NineRec: A Benchmark Dataset Suite for Evaluating Transferable Recommendation
Jiaqi Zhang, Yu Cheng, Yongxin Ni, Yunzhu Pan, Zheng Yuan, Junchen Fu, Youhua Li, Jie Wang, Fajie Yuan
TL;DR
NineRec introduces a large-scale TransRec benchmark suite to advance transferable recommendation by learning directly from raw multimodal item content. The dataset combines a substantial source domain (Bili_2M) with nine diverse target domains, each providing textual descriptions and cover images, enabling end-to-end multimodal learning. Extensive experiments compare MoRec and TransRec baselines, highlighting that end-to-end training with modality encoders generally outperforms two-stage approaches and that cross-domain pre-training enhances downstream transfer, albeit with substantial computational costs.
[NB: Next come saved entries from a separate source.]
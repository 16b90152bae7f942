/// Errors raised while decoding wire-level bytes.
///
/// These cover the raw protobuf layer only: varints, field keys, and the
/// hand-decoded OSMPBF messages built on top of them. Anything semantic
/// (string-table bounds, delta overflow, group dispatch) lives in the
/// decoder crate's error type, which wraps this one.
#[derive(Debug, thiserror::Error)]
pub enum WireError {
    /// The input ended before the current varint, field, or payload was
    /// complete. `offset` is the position within the buffer being parsed
    /// at the time of failure.
    #[error("unexpected end of input at offset {offset}")]
    UnexpectedEof { offset: usize },

    /// More than 10 bytes were consumed without finding a terminating
    /// varint byte.
    #[error("varint exceeds 10 bytes")]
    VarintTooLong,

    /// A field key carried a wire type this format never uses
    /// (groups, or the reserved values 6 and 7).
    #[error("unsupported wire type {value} in field {field}")]
    UnknownWireType { field: u32, value: u8 },

    /// A known field was encoded with the wrong wire type, e.g. a
    /// length-delimited payload where a varint was expected.
    #[error("field {field} has mismatched wire type")]
    WrongType { field: u32 },

    /// A required field of a message was absent.
    #[error("missing required field {field} in {message}")]
    MissingField {
        message: &'static str,
        field: &'static str,
    },

    /// A string field contained bytes that are not valid UTF-8.
    #[error("invalid UTF-8 in field {field}")]
    InvalidUtf8 { field: u32 },
}
impl<'a> NodeBuilder<'a> {
    #[must_use]
    pub fn new(arena: &'a mut Arena) -> Self {
        Self {
            inner: RecordBuilder::new(arena, TAG_NODE),
        }
    }

    pub fn id(&mut self, id: i64) -> &mut Self {
        self.inner.set_id(id);
        self
    }

    pub fn version(&mut self, version: u32, visible: bool) -> &mut Self {
        self.inner.set_version_visible(version, visible);
        self
    }

    pub fn timestamp(&mut self, timestamp: i64) -> &mut Self {
        self.inner.set_timestamp(timestamp);
        self
    }

    pub fn uid(&mut self, uid: u32) -> &mut Self {
        self.inner.set_uid(uid);
        self
    }

    pub fn changeset(&mut self, changeset: i32) -> &mut Self {
        self.inner.set_changeset(changeset);
        self
    }

    pub fn location(&mut self, location: Location) -> &mut Self {
        self.inner.set_location(location);
        self
    }

    /// Must precede any `tag` call; defaults to "" otherwise.
    pub fn user(&mut self, user: &str) -> &mut Self {
        self.inner.set_user(user);
        self
    }

    pub fn tag(&mut self, key: &str, value: &str) -> &mut Self {
        self.inner.add_tag(key, value);
        self
    }

    /// Publish the record.
    pub fn commit(self) {
        self.inner.commit(false);
    }
}

/// Builds one way record.
pub struct WayBuilder<'a> {
    inner: RecordBuilder<'a>,
}

impl<'a> WayBuilder<'a> {
    #[must_use]
    pub fn new(arena: &'a mut Arena) -> Self {
        Self {
            inner: RecordBuilder::new(arena, TAG_WAY),
        }
    }

    pub fn id(&mut self, id: i64) -> &mut Self {
        self.inner.set_id(id);
        self
    }

    pub fn version(&mut self, version: u32, visible: bool) -> &mut Self {
        self.inner.set_version_visible(version, visible);
        self
    }

    pub fn timestamp(&mut self, timestamp: i64) -> &mut Self {
        self.inner.set_timestamp(timestamp);
        self
    }

    pub fn uid(&mut self, uid: u32) -> &mut Self {
        self.inner.set_uid(uid);
        self
    }

    pub fn changeset(&mut self, changeset: i32) -> &mut Self {
        self.inner.set_changeset(changeset);
        self
    }

    pub fn user(&mut self, user: &str) -> &mut Self {
        self.inner.set_user(user);
        self
    }

    pub fn tag(&mut self, key: &str, value: &str) -> &mut Self {
        self.inner.add_tag(key, value);
        self
    }

    /// Append one resolved node reference. Tags must come first.
    pub fn node_ref(&mut self, ref_id: i64) -> &mut Self {
        self.inner.begin_tail();
        self.inner.arena.push_i64(ref_id);
        self.inner.tail_count += 1;
        self
    }

    pub fn commit(self) {
        self.inner.commit(true);
    }
}

/// Builds one relation record.
pub struct RelationBuilder<'a> {
    inner: RecordBuilder<'a>,
}

impl<'a> RelationBuilder<'a> {
    #[must_use]
    pub fn new(arena: &'a mut Arena) -> Self {
        Self {
            inner: RecordBuilder::new(arena, TAG_RELATION),
        }
    }

    pub fn id(&mut self, id: i64) -> &mut Self {
        self.inner.set_id(id);
        self
    }

    pub fn version(&mut self, version: u32, visible: bool) -> &mut Self {
        self.inner.set_version_visible(version, visible);
        self
    }

    pub fn timestamp(&mut self, timestamp: i64) -> &mut Self {
        self.inner.set_timestamp(timestamp);
        self
    }

    pub fn uid(&mut self, uid: u32) -> &mut Self {
        self.inner.set_uid(uid);
        self
    }

    pub fn changeset(&mut self, changeset: i32) -> &mut Self {
        self.inner.set_changeset(changeset);
        self
    }

    pub fn user(&mut self, user: &str) -> &mut Self {
        self.inner.set_user(user);
        self
    }

    pub fn tag(&mut self, key: &str, value: &str) -> &mut Self {
        self.inner.add_tag(key, value);
        self
    }

    /// Append one member. Tags must come first.
    pub fn member(&mut self, member_type: MemberType, ref_id: i64, role: &str) -> &mut Self {
        self.inner.begin_tail();
        self.inner.arena.buf.push(member_type as u8);
        self.inner.arena.push_i64(ref_id);
        self.inner.arena.push_str(role);
        self.inner.tail_count += 1;
        self
    }

    pub fn commit(self) {
        self.inner.commit(true);
    }
}

#[cfg(test)]
mod tests {
    use super::*;
    use crate::entity::Entity;

    #[test]
    fn empty_arena() {
        let arena = Arena::empty();
        assert!(arena.is_empty());
        assert_eq!(arena.iter().count(), 0);
    }

    #[test]
    fn node_roundtrip() {
        let mut arena = Arena::with_capacity(256);
        let mut b = NodeBuilder::new(&mut arena);
        b.id(17)
            .version(3, true)
            .timestamp(1_700_000_000)
            .uid(42)
            .changeset(99)
            .location(Location::new(200, 100))
            .user("alice")
            .tag("amenity", "bench")
            .tag("amenity", "bench"); // duplicates are legal
        b.commit();

        let entities: Vec<_> = arena.iter().collect();
        assert_eq!(entities.len(), 1);
        let Entity::Node(node) = &entities[0] else {
            panic!("expected node");
        };
        assert_eq!(node.id(), 17);
        assert_eq!(node.version(), 3);
        assert!(node.visible());
        assert_eq!(node.timestamp(), 1_700_000_000);
        assert_eq!(node.uid(), 42);
        assert_eq!(node.changeset(), 99);
        assert_eq!(node.location(), Location::new(200, 100));
        assert_eq!(node.user(), "alice");
        let tags: Vec<_> = node.tags().collect();
        assert_eq!(tags, vec![("amenity", "bench"), ("amenity", "bench")]);
    }

    #[test]
    fn node_defaults() {
        let mut arena = Arena::with_capacity(64);
        let mut b = NodeBuilder::new(&mut arena);
        b.id(1).version(0, true);
        b.commit();

        let entities: Vec<_> = arena.iter().collect();
        let Entity::Node(node) = &entities[0] else {
            panic!("expected node");
        };
        assert_eq!(node.user(), "");
        assert_eq!(node.tags().count(), 0);
        assert!(!node.location().is_defined());
    }

    #[test]
    fn way_roundtrip() {
        let mut arena = Arena::with_capacity(256);
        let mut b = WayBuilder::new(&mut arena);
        b.id(10).version(1, true).user("bob").tag("highway", "path");
        b.node_ref(10).node_ref(7).node_ref(12);
        b.commit();

        let entities: Vec<_> = arena.iter().collect();
        let Entity::Way(way) = &entities[0] else {
            panic!("expected way");
        };
        assert_eq!(way.id(), 10);
        let refs: Vec<_> = way.refs().collect();
        assert_eq!(refs, vec![10, 7, 12]);
        let tags: Vec<_> = way.tags().collect();
        assert_eq!(tags, vec![("highway", "path")]);
    }

    #[test]
    fn relation_roundtrip() {
        let mut arena = Arena::with_capacity(256);
        let mut b = RelationBuilder::new(&mut arena);
        b.id(5).version(2, false).user("");
        b.member(MemberType::Node, 5, "outer")
            .member(MemberType::Way, 15, "inner")
            .member(MemberType::Relation, 12, "outer");
        b.commit();

        let entities: Vec<_> = arena.iter().collect();
        let Entity::Relation(rel) = &entities[0] else {
            panic!("expected relation");
        };
        assert!(!rel.visible());
        let members: Vec<_> = rel.members().collect();
        assert_eq!(members.len(), 3);
        assert_eq!(members[0].member_type, MemberType::Node);
        assert_eq!(members[0].ref_id, 5);
        assert_eq!(members[0].role, "outer");
        assert_eq!(members[1].member_type, MemberType::Way);
        assert_eq!(members[1].ref_id, 15);
        assert_eq!(members[2].member_type, MemberType::Relation);
    }

    #[test]
    fn records_are_aligned() {
        let mut arena = Arena::with_capacity(512);
        for i in 0..5 {
            let mut b = NodeBuilder::new(&mut arena);
            b.id(i).version(1, true).user("x");
            b.commit();
        }
        assert_eq!(arena.committed_len() % 8, 0);
        assert_eq!(arena.iter().count(), 5);
    }

    #[test]
    fn uncommitted_builder_rolls_back() {
        let mut arena = Arena::with_capacity(256);
        {
            let mut b = NodeBuilder::new(&mut arena);
            b.id(1).version(1, true).tag("k", "v");
            // dropped without commit
        }
        assert!(arena.is_empty());

        let mut b = NodeBuilder::new(&mut arena);
        b.id(2).version(1, true);
        b.commit();
        assert_eq!(arena.iter().count(), 1);
    }

    #[test]
    fn append_order_preserved() {
        let mut arena = Arena::with_capacity(512);
        let mut b = NodeBuilder::new(&mut arena);
        b.id(1).version(1, true);
        b.commit();
        let mut b = WayBuilder::new(&mut arena);
        b.id(2).version(1, true);
        b.commit();
        let mut b = RelationBuilder::new(&mut arena);
        b.id(3).version(1, true);
        b.commit();

        let ids: Vec<i64> = arena
            .iter()
            .map(|e| match e {
                Entity::Node(n) => n.id(),
                Entity::Way(w) => w.id(),
                Entity::Relation(r) => r.id(),
            })
            .collect();
        assert_eq!(ids, vec![1, 2, 3]);
    }
}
NineRec thereby offers a public platform for evaluating transferability, benchmarking architectures, and fostering cross-pollination between recommender systems, NLP, and computer vision. The work also addresses privacy and copyright considerations and provides a pathway for future improvements through larger pre-training scales and optimized UE/ME designs.
Abstract
Large foundational models, through upstream pre-training and downstream fine-tuning, have achieved immense success in the broad AI community due to improved model performance and significant reductions in repetitive engineering. By contrast, the transferable one-for-all models in the recommender system field, referred to as TransRec, have made limited progress. The development of TransRec has encountered multiple challenges, among which the lack of large-scale, high-quality transfer learning recommendation dataset and benchmark suites is one of the biggest obstacles. To this end, we introduce NineRec, a TransRec dataset suite that comprises a large-scale source domain recommendation dataset and nine diverse target domain recommendation datasets. Each item in NineRec is accompanied by a descriptive text and a high-resolution cover image. Leveraging NineRec, we enable the implementation of TransRec models by learning from raw multimodal features instead of relying solely on pre-extracted off-the-shelf features. Finally, we present robust TransRec benchmark results with several classical network architectures, providing valuable insights into the field. To facilitate further research, we will release our code, datasets, benchmarks, and leaderboards at https://github.com/westlake-repl/NineRec.